A palavra, a linguagem e as relações sexuais também são abordadas. Foucault indaga:
o que faz de alguém alguém? Como a pessoa se singulariza? O que fez você de você mesmo?
O contorno que adquire o corpo individual acha-se diretamente vinculado ao coletivo
apreendido em espaço aberto. O que considero do domínio da minha intimidade mais
profunda é rigorosamente semelhante a outros eus:
sob o bisturi intelectual de Foucault, o corpo se torna o lugar em que se
se impõe e se vive o poder; este é apreendido em uma história completa que
coloca em ação todos os elementos de uma sociedade determinada. Longe
dos debates abstratos sobre a natureza e a legitimidade do Estado, Foucault
visou à anatomia concreta de suas práticas (Apud KREMER-MARIETTI,
2012, p. 473).
O problema político é, portanto, aquele que investe sobre o corpo aparelhos de
micropoder e, silenciosamente, inventam formas de dominação, que podem se transmudar em
oportunidades para outras oportunidades de vida. O campo do dócil e utilitário pode ir além
e colocar-se do lado da indústria, do trabalho, da produtividade, da criatividade, da
autonomia, do autogoverno.
Numa nova fase, Foucault irá se concentrar mais especificamente sobre a gestão da
vida, aliando política e ética. É quando produz A hermenêutica do sujeito, visando proteger a
vida e dotá-la de boa saúde. É quando é possível constatar a substituição do conhecimento de
si socrático pelo cuidado de si, introduzindo um aspecto espiritual fundado na
governabilidade de si.
Com “Utopias e Heterotopias” – geografias humanas, palestra proferida em março de
1967 e que, com o título “Des Espaces Autres”, foi publicado pelo jornal francês
“Architecture/Mouvement/Continuité” em Outubro de 1984, Foucault concentra-se
36 integralmente no corpo e na questão corporal. Se a utopia indica um espaço em um lugar não
real, a heterotopia situa espaços outros e lugares efetivamente localizáveis, justapostos e
simultâneos, com um recorte temporal , numa conjunção de real e irreal ao mesmo tempo. A
disciplina heterotopologia passa a existir. O hetero, o outro, o diferente, junta-se a topologia
ou topografia, referindo-se à descrição anatômica e particularizada de qualquer parte do
organismo humano.
Um exemplo é o jardim, espaço real onde o que ocorre pode estar situado num outro
plano da realidade. Outro é o navio que, em certos momentos históricos ocupou uma posição
mercantilista, mas que igualmente povoa a imaginação.

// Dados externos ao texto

//! Core data model.
//!
//! An interaction event is something a user did to a subject (an asset or an
//! experience) at some location. Once accepted it becomes a pending event:
//! stamped, keyed for dedup, and owned by the durable store of its category
//! until a flush delivers it.

use chrono::{DateTime, Utc};
use serde::{Deserialize, Serialize};
use uuid::Uuid;

use crate::error::{Error, Result};

// ---------------------------------------------------------------------------
// Category
// ---------------------------------------------------------------------------

/// The two independent event classes. Each has its own store, batch state,
/// and delivery sink; no record ever crosses categories.
#[derive(Debug, Clone, Copy, PartialEq, Eq, Hash, Serialize, Deserialize)]
#[serde(rename_all = "snake_case")]
pub enum Category {
    Asset,
    Experience,
}

impl Category {
    /// Every category, in flush order.
    pub const ALL: [Category; 2] = [Category::Asset, Category::Experience];

    /// Name of the durable store backing this category.
    pub fn store_name(self) -> &'static str {
        match self {
            Category::Asset => "asset",
            Category::Experience => "experience",
        }
    }
}

impl std::fmt::Display for Category {
    fn fmt(&self, f: &mut std::fmt::Formatter<'_>) -> std::fmt::Result {
        f.pad(self.store_name())
    }
}

impl std::str::FromStr for Category {
    type Err = Error;

    fn from_str(s: &str) -> Result<Self> {
        match s {
            "asset" => Ok(Category::Asset),
            "experience" => Ok(Category::Experience),
            _ => Err(Error::Other(format!("unknown category: {s}"))),
        }
    }
}

// ---------------------------------------------------------------------------
// Action
// ---------------------------------------------------------------------------

#[derive(Debug, Clone, Copy, PartialEq, Eq, Hash, Serialize, Deserialize)]
#[serde(rename_all = "snake_case")]
pub enum Action {
    View,
    Click,
}

impl std::fmt::Display for Action {
    fn fmt(&self, f: &mut std::fmt::Formatter<'_>) -> std::fmt::Result {
        let s = match self {
            Action::View => "view",
            Action::Click => "click",
        };
        f.pad(s)
    }
}

impl std::str::FromStr for Action {
    type Err = Error;

    fn from_str(s: &str) -> Result<Self> {
        match s {
            "view" => Ok(Action::View),
            "click" => Ok(Action::Click),
            _ => Err(Error::Other(format!("unknown action: {s}"))),
        }
    }
}

// ---------------------------------------------------------------------------
// Interaction Event
// ---------------------------------------------------------------------------

/// A raw interaction as reported by the caller.
#[derive(Debug, Clone, PartialEq, Serialize, Deserialize)]
pub struct InteractionEvent {
    /// Asset URL for asset events, experience identifier for experience events.
    pub subject: String,

    pub action: Action,

    /// Where the interaction happened (page, surface, placement).
    #[serde(default)]
    pub location: Option<String>,

    /// Arbitrary event detail. The coordinator doesn't interpret this.
    #[serde(default)]
    pub detail: serde_json::Value,
}

impl InteractionEvent {
    pub fn new(subject: impl Into<String>, action: Action) -> Self {
        Self {
            subject: subject.into(),
            action,
            location: None,
            detail: serde_json::Value::Null,
        }
    }

    pub fn asset_view(url: impl Into<String>) -> Self {
        Self::new(url, Action::View)
    }

    pub fn asset_click(url: impl Into<String>) -> Self {
        Self::new(url, Action::Click)
    }

    pub fn experience_view(id: impl Into<String>) -> Self {
        Self::new(id, Action::View)
    }

    pub fn experience_click(id: impl Into<String>) -> Self {
        Self::new(id, Action::Click)
    }

    pub fn location(mut self, location: impl Into<String>) -> Self {
        self.location = Some(location.into());
        self
    }

    pub fn detail(mut self, detail: serde_json::Value) -> Self {
        self.detail = detail;
        self
    }

    /// Derive the dedup key for this event under `category`'s identity rules.
    ///
    /// Asset identity is the normalized URL, action and location. Experience
    /// identity is the experience id, action and location.
    pub fn dedup_key(&self, category: Category) -> String {
        let subject = match category {
            Category::Asset => normalize_asset_url(&self.subject),
            Category::Experience => self.subject.trim().to_string(),
        };
        let location = self.location.as_deref().map(str::trim).unwrap_or("");
        format!("{subject}|{}|{location}", self.action)
    }
}

/// Normalize an asset URL so trivially different spellings share identity.
///
/// Drops the fragment and query string, lowercases the scheme and host, and
/// strips a trailing `/` from any non-root path.
pub fn normalize_asset_url(raw: &str) -> String {
    let trimmed = raw.trim();
    let end = trimmed.find(['?', '#']).unwrap_or(trimmed.len());
    let url = &trimmed[..end];

    let (authority_end, mut normalized) = match url.find("://") {
        Some(scheme_end) => {
            let host_start = scheme_end + 3;
            let host_end = url[host_start..]
                .find('/')
                .map(|i| host_start + i)
                .unwrap_or(url.len());
            (host_end, url[..host_end].to_ascii_lowercase())
        }
        None => (0, String::new()),
    };

    let path = &url[authority_end..];
    if path.len() > 1 && path.ends_with('/') {
        normalized.push_str(path.trim_end_matches('/'));
    } else {
        normalized.push_str(path);
    }
    normalized
}

// ---------------------------------------------------------------------------
// Pending Event
// ---------------------------------------------------------------------------

/// Newtype for pending event IDs.
#[derive(Debug, Clone, Copy, PartialEq, Eq, Hash, Serialize, Deserialize)]
pub struct EventId(pub Uuid);

impl EventId {
    pub fn new() -> Self {
        Self(Uuid::new_v4())
    }
}

impl Default for EventId {
    fn default() -> Self {
        Self::new()
    }
}

impl std::fmt::Display for EventId {
    fn fmt(&self, f: &mut std::fmt::Formatter<'_>) -> std::fmt::Result {
        write!(f, "{}", &self.0.to_string()[..8])
    }
}

/// An accepted event awaiting delivery. Immutable once created.
#[derive(Debug, Clone, PartialEq, Serialize, Deserialize)]
pub struct PendingEvent {
    pub id: EventId,
    pub category: Category,
    /// Identity for dedup, scoped to `category`.
    pub dedup_key: String,
    pub payload: InteractionEvent,
    /// When the event was accepted. Persisted with the record so recovery
    /// can reconstruct batch age.
    pub enqueued_at: DateTime<Utc>,
}

impl PendingEvent {
    pub fn new(category: Category, payload: InteractionEvent, enqueued_at: DateTime<Utc>) -> Self {
        Self {
            id: EventId::new(),
            category,
            dedup_key: payload.dedup_key(category),
            payload,
            enqueued_at,
        }
    }
}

O corpo é o ponto zero do mundo, ator principal de todas as utopias, ligado ao além do
mundo. É em torno dele que as coisas se colocam, a partir do corpo, este pequeno núcleo
utópico. É dele que tudo emana, a fala, a percepção, a imaginação. Como na cidade do sol, é
a partir dele que tudo irradia. O corpo do dançarino oferece uma experiência dilatada, interna
e externa ao mesmo tempo. As crianças precisam de um tempo para descobrir que têm um
corpo. O espelho ensina que existe aí uma forma, um contorno, uma espessura, um peso, que
ocupam um lugar. O próprio Michel Foucault conta que se olha no espelho e não aprecia o
que vê: olho míope, ausência de cabelos, nada bonito, enfim.

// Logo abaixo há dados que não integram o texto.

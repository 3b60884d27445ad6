//! Batching engine: coordinator, per-category lanes, dedup, and scheduler.

pub mod coordinator;
pub mod dedup;
pub mod lane;
mod scheduler;

pub use coordinator::{Coordinator, CoordinatorBuilder};
pub use lane::{BatchSnapshot, FlushReport, FlushTrigger};
//! Error types for tally-rs.

use thiserror::Error;

use crate::store::StoreError;

#[derive(Debug, Error)]
pub enum Error {
    /// The durable store rejected an append, read, removal or clear.
    /// Submissions that fail this way were not accepted.
    #[error("persistence error: {0}")]
    Persistence(#[from] StoreError),

    #[error("configuration error: {0}")]
    Config(String),

    #[error("{0}")]
    Other(String),
}

impl Error {
    pub fn is_persistence(&self) -> bool {
        matches!(self, Error::Persistence(_))
    }
}

pub type Result<T> = std::result::Result<T, Error>;
//! # tally-rs
//!
//! Durable batch coordinator for analytics interaction events.
//!
//! Accepts asset and experience interactions, persists each one before
//! acknowledging it, batches them per category, and releases batches to a
//! delivery sink when they fill up or grow old. Pending events survive a
//! crash and are delivered by the next coordinator built over the same
//! stores.

pub mod clock;
pub mod config;
pub mod db;
pub mod delivery;
pub mod engine;
pub mod error;
pub mod model;
pub mod store;
pub mod telemetry;
//! Crash recovery over the SQLite store.
//!
//! A "crash" here is dropping the coordinator and the database handle
//! without calling `shutdown` or `close`.

use std::path::Path;
use std::sync::{Arc, Mutex};
use std::time::Duration;
use tally_rs::clock::{Clock, ManualClock};
use tally_rs::config::BatchConfig;
use tally_rs::db::Db;
use tally_rs::delivery::{DeliveryError, DeliverySink};
use tally_rs::engine::Coordinator;
use tally_rs::model::{Category, InteractionEvent, PendingEvent};
use tally_rs::store::EventStore;

#[derive(Clone, Default)]
struct Recorder {
    events: Arc<Mutex<Vec<PendingEvent>>>,
}

impl DeliverySink for Recorder {
    fn deliver(&self, _category: Category, batch: &[PendingEvent]) -> Result<(), DeliveryError> {
        self.events.lock().unwrap().extend_from_slice(batch);
        Ok(())
    }
}

async fn wait_for(mut done: impl FnMut() -> bool) -> bool {
    for _ in 0..200 {
        if done() {
            return true;
        }
        tokio::time::sleep(Duration::from_millis(10)).await;
    }
    done()
}

async fn open(path: &Path) -> Db {
    let db = Db::open(path).await.expect("open database");
    db.migrate().await.expect("migrations");
    db
}

// The scheduler ticks quickly, but nothing is due until a test moves the
// manual clock past `max_wait`.
async fn coordinator(db: &Db, sink: Recorder, clock: Arc<ManualClock>) -> Coordinator {
    Coordinator::builder()
        .config(BatchConfig {
            batching_enabled: true,
            max_batch_size: 10,
            flush_interval: Duration::from_millis(10),
            max_wait: Duration::from_secs(5),
        })
        .store(Category::Asset, db.queue(Category::Asset.store_name()))
        .store(Category::Experience, db.queue(Category::Experience.store_name()))
        .sink(Category::Asset, sink.clone())
        .sink(Category::Experience, sink)
        .clock(clock)
        .start()
        .await
        .expect("coordinator should start")
}

#[tokio::test]
async fn events_survive_a_crash_and_flush_after_restart() {
    let dir = tempfile::tempdir().unwrap();
    let path = dir.path().join("tally.db");
    let clock = Arc::new(ManualClock::default());

    let submitted = {
        let db = open(&path).await;
        let coordinator = coordinator(&db, Recorder::default(), clock.clone()).await;
        let a = coordinator
            .submit(Category::Asset, InteractionEvent::asset_view("https://cdn.example.com/a.png"))
            .await
            .unwrap();
        let b = coordinator
            .submit(Category::Asset, InteractionEvent::asset_view("https://cdn.example.com/b.png"))
            .await
            .unwrap();
        vec![a, b]
    };

    let db = open(&path).await;
    let sink = Recorder::default();
    let coordinator = coordinator(&db, sink.clone(), clock).await;
    assert_eq!(coordinator.pending(Category::Asset).await.pending_count, 2);

    coordinator.flush().await;
    let delivered: Vec<_> = sink.events.lock().unwrap().iter().map(|e| e.id).collect();
    assert_eq!(delivered, submitted);
    assert_eq!(db.queue("asset").count().await.unwrap(), 0);

    coordinator.shutdown().await;
    db.close().await;
}

#[tokio::test]
async fn records_written_directly_are_picked_up_on_start() {
    let dir = tempfile::tempdir().unwrap();
    let path = dir.path().join("tally.db");
    let clock = Arc::new(ManualClock::default());

    let db = open(&path).await;
    let store = db.queue("experience");
    let first = PendingEvent::new(
        Category::Experience,
        InteractionEvent::experience_view("onboarding"),
        clock.now(),
    );
    let second = PendingEvent::new(
        Category::Experience,
        InteractionEvent::experience_click("checkout"),
        clock.now(),
    );
    store.append(&first).await.unwrap();
    store.append(&second).await.unwrap();

    let sink = Recorder::default();
    let coordinator = coordinator(&db, sink.clone(), clock).await;
    let reports = coordinator.flush().await;

    assert_eq!(reports.len(), 1);
    assert_eq!(reports[0].category, Category::Experience);
    let delivered = sink.events.lock().unwrap().clone();
    assert_eq!(delivered, vec![first, second]);
    assert_eq!(store.count().await.unwrap(), 0);

    coordinator.shutdown().await;
    db.close().await;
}

#[tokio::test]
async fn recovered_batch_age_comes_from_persisted_timestamps() {
    let dir = tempfile::tempdir().unwrap();
    let path = dir.path().join("tally.db");
    let clock = Arc::new(ManualClock::default());
    let enqueued_at = clock.now();

    {
        let db = open(&path).await;
        let coordinator = coordinator(&db, Recorder::default(), clock.clone()).await;
        coordinator
            .submit(Category::Asset, InteractionEvent::asset_click("https://cdn.example.com/a.png"))
            .await
            .unwrap();
    }

    clock.advance(Duration::from_secs(1));
    let db = open(&path).await;
    let sink = Recorder::default();
    let coordinator = coordinator(&db, sink.clone(), clock.clone()).await;

    let pending = coordinator.pending(Category::Asset).await;
    assert_eq!(pending.first_event_at, Some(enqueued_at));

    // Four more seconds makes the recovered batch five seconds old.
    clock.advance(Duration::from_secs(4));
    assert!(wait_for(|| !sink.events.lock().unwrap().is_empty()).await);
    assert_eq!(sink.events.lock().unwrap().len(), 1);

    coordinator.shutdown().await;
    db.close().await;
}

#[tokio::test]
async fn cleared_events_do_not_come_back() {
    let dir = tempfile::tempdir().unwrap();
    let path = dir.path().join("tally.db");
    let clock = Arc::new(ManualClock::default());

    {
        let db = open(&path).await;
        let coordinator = coordinator(&db, Recorder::default(), clock.clone()).await;
        coordinator
            .submit(Category::Asset, InteractionEvent::asset_view("https://cdn.example.com/a.png"))
            .await
            .unwrap();
        coordinator.clear().await.unwrap();
        coordinator.shutdown().await;
        db.close().await;
    }

    let db = open(&path).await;
    let sink = Recorder::default();
    let coordinator = coordinator(&db, sink.clone(), clock).await;
    assert_eq!(coordinator.pending(Category::Asset).await.pending_count, 0);
    assert!(coordinator.flush().await.is_empty());
    assert!(sink.events.lock().unwrap().is_empty());

    coordinator.shutdown().await;
    db.close().await;
}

A máscara, a maquiagem, a tatuagem, permitem adquirir um outro corpo, gerando uma
nova corporeidade. Dotam o corpo de poderes secretos e forças invisíveis, colocando-o num
espaço imaginário, no universo da divindade e das linguagens cifradas. É quando o corpo é
arrancado de seu espaço próprio e lançado numa outra dimensão. A reflexão pode auxiliar a
pensar as questões do travesti e do transexualismo, ou o fato de aceitar ou não e identificarse ou não com o próprio corpo, o que desemboca frequentemente num conflito.
Por fim , evoca a mão do outro que, no ato amoroso, apazigua. É quando o corpo não
se encontra além , mas aqui.
Foucault é considerado o pensador que promoveu a redenção do corpo.
37 7. UM BREVE OLHAR SOBRE A HISTÓRIA E A SOCIEDADE
O primeiro Foucault debruçou-se sobre o homem de carne e osso. Foi também em
defesa deste que se pronunciou Karl Marx (1818-1883). A miséria da filosofia consiste em
não se ocupar das questões que interessam ao homem concreto. O trabalho é a mais alta
realização humana , para Marx. Etimologicamente, a palavra trabalho designa forçar, ou o
instrumento de tortura que era usado em escravos que não queriam trabalhar, enquanto labor,
dor em latim, é carregar peso ou dar à luz.
Desde a primeira revolução industrial na Inglaterra, no século XVIII, o corpo não
podia ser desqualificado por ser sede da saúde, do contrário a produção dos bens materiais se
inviabilizaria. A força do vapor gerou a idéia de máquina construída com carvão mineral e
ferro, que distingue a idéia de manufaturismo, substituindo a água como força motriz,
utilizada desde os gregos e romanos. A moderna tecnologia que domina hoje quase todas as
áreas de trabalho, vai progressivamente dispensando o trabalhador.
O corpo já foi muito maltratado e continua sendo, às vezes em nome da saúde e da
beleza. Na introdução deste estudo, foi recordada a prática da decapitação, para extrair a
parte nobre do corpo, sede da razão e portadora da identidade do indivíduo. É como a
nobreza medieval européia punia os crimes de alta traição ao rei. “O criminoso era então
condenado à pena de enforcamento, evisceração e esquartejamento, nisso se acrescentando
muitas vezes a trituração de ossos, a castração e a decapitação” (artigo de Sérgio Telles em
“O Estado de São Paulo” – São Paulo, 23/06/2012).13
Nas guerras em geral, os exércitos lançaram mão do emprego de lanças, espadas, balas
e baionetas, materiais que destroçam e retalham , numa eminente violência contra os corpos.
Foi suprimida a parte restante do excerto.